We highlight some specific existing mechanics that enable
and encourage this kind of behaviour in social games, and
identify the importance of social feedback in generating
tribal feelings.
An experiment is described, that explores the minimal
conditions of tribal behaviour player groups in social
games. Specifically, it identifies the importance of feedback
on social context in supporting the emergence of in-group
favouring tribal play.
Author Keywords
Social games, sociability, game design, tribalism, tribal
play, social play
INTRODUCTION
The wider communities of online social games can involve
thousands, or even millions, of players, but these are not
always close-knit societies. Within the community of a
large social game, the players tend split into smaller groups.

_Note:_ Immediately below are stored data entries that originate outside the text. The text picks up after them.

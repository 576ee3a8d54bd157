/// Reduce path: `reduce_values()`.
///
/// Runs the cascading pre-merge, then a single k-way merge over what is
/// left, handing each merged record to the caller's reducer. Spill files are
/// deleted only after the whole pass succeeded.
use serde_json::Value;
use spill::{KWayMerge, Record};
use std::fs;

use crate::{Engine, Error, Lifecycle, Result};

impl Engine {
    /// Calls `reducer(key, values)` once per distinct key, in strictly
    /// ascending key order, with every value mapped for that key.
    ///
    /// Values contributed within one spill batch keep their insertion
    /// order; groups from different spill files are concatenated in file
    /// order.
    ///
    /// On success all spill files are deleted and the engine is `Done`.
    ///
    /// # Errors
    ///
    /// - [`Error::NotFlushed`] unless the engine is `Flushed`.
    /// - Any spill, I/O or [`Error::Reducer`] failure moves the engine to
    ///   `Failed` and leaves the remaining spill files on disk.
    pub fn reduce_values<F>(&mut self, mut reducer: F) -> Result<()>
    where
        F: FnMut(&str, Vec<Value>) -> anyhow::Result<()>,
    {
        if self.state != Lifecycle::Flushed {
            return Err(Error::NotFlushed { state: self.state });
        }
        self.state = Lifecycle::Reducing;

        match self.run_reduce(&mut reducer) {
            Ok(keys) => {
                self.state = Lifecycle::Done;
                log::info!("reduce done: {} keys", keys);
                Ok(())
            }
            Err(e) => {
                self.state = Lifecycle::Failed;
                log::error!(
                    "reduce failed: {}; leaving {} spill files in {}",
                    e,
                    self.files.len(),
                    self.cfg.base_dir.display()
                );
                Err(e)
            }
        }
    }

    fn run_reduce<F>(&mut self, reducer: &mut F) -> Result<usize>
    where
        F: FnMut(&str, Vec<Value>) -> anyhow::Result<()>,
    {
        self.premerge()?;

        let mut merge = KWayMerge::open(&self.files, self.cfg.progress.clone())?;
        let mut keys = 0usize;
        while let Some(Record { key, values }) = merge.next_group()? {
            reducer(&key, values).map_err(|err| Error::Reducer { key, err })?;
            keys += 1;
        }
        drop(merge);

        let files = std::mem::take(&mut self.files);
        for (i, path) in files.iter().enumerate() {
            if let Err(e) = fs::remove_file(path) {
                self.files = files[i..].to_vec();
                return Err(e.into());
            }
        }
        Ok(keys)
    }
}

These tribes can be defined formally by the game designers,
or informally by the players; they can be long-lasting
ventures involving hundreds of players and complicated
internal politics, or they can be associations of convenience
that exist for just a few hours. In any case, exploring the
behaviours of players as they join together in groups is
important in understanding social play.
Us and Them
A great deal of attention in social psychological research
has been given to investigating the behaviour of people in
groups in terms of theories of social identity. One of the
most robust, and replicated, findings in this field is that
when a person identifies themselves as a member of a social
group, this can lead to significant changes in their self-
perception, as well as changes in their behaviour both
towards other members of that social group as well as to
people who are not associated with that group [23].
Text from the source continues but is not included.